• Task inputs
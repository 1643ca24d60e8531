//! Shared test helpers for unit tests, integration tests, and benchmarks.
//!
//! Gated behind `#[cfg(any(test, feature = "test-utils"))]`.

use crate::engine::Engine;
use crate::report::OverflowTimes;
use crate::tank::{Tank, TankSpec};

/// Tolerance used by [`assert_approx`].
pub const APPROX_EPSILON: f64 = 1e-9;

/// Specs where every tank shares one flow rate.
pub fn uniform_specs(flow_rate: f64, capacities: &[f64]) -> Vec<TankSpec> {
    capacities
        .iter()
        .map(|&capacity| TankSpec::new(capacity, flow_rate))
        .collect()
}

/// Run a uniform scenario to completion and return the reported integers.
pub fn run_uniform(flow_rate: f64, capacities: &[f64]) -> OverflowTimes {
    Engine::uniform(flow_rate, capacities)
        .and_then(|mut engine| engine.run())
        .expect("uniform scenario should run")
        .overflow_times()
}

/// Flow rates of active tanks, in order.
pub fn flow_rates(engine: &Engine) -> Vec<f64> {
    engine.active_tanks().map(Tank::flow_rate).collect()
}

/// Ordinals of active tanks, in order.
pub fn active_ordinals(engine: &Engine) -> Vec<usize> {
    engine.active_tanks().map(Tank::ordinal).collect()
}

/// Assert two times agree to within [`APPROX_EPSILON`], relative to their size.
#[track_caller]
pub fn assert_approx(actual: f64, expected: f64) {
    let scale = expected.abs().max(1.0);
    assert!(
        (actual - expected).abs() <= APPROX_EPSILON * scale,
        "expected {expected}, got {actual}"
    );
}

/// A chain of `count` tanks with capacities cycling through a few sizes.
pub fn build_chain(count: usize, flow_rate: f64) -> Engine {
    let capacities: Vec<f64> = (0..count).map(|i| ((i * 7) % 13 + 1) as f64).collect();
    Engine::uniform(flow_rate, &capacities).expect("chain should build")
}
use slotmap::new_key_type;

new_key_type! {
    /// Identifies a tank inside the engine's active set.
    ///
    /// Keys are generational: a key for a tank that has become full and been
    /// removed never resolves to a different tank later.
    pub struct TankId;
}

• Task
If a line falls between the first line of the data above and the line holding "one flow rate.", inclusive, retype it exactly; retype no other line.

• The answer
repository 1643ca24d60e8531
//! Shared test helpers for unit tests, integration tests, and benchmarks.
//!
//! Gated behind `#[cfg(any(test, feature = "test-utils"))]`.

use crate::engine::Engine;
use crate::report::OverflowTimes;
use crate::tank::{Tank, TankSpec};

/// Tolerance used by [`assert_approx`].
pub const APPROX_EPSILON: f64 = 1e-9;

/// Specs where every tank shares one flow rate.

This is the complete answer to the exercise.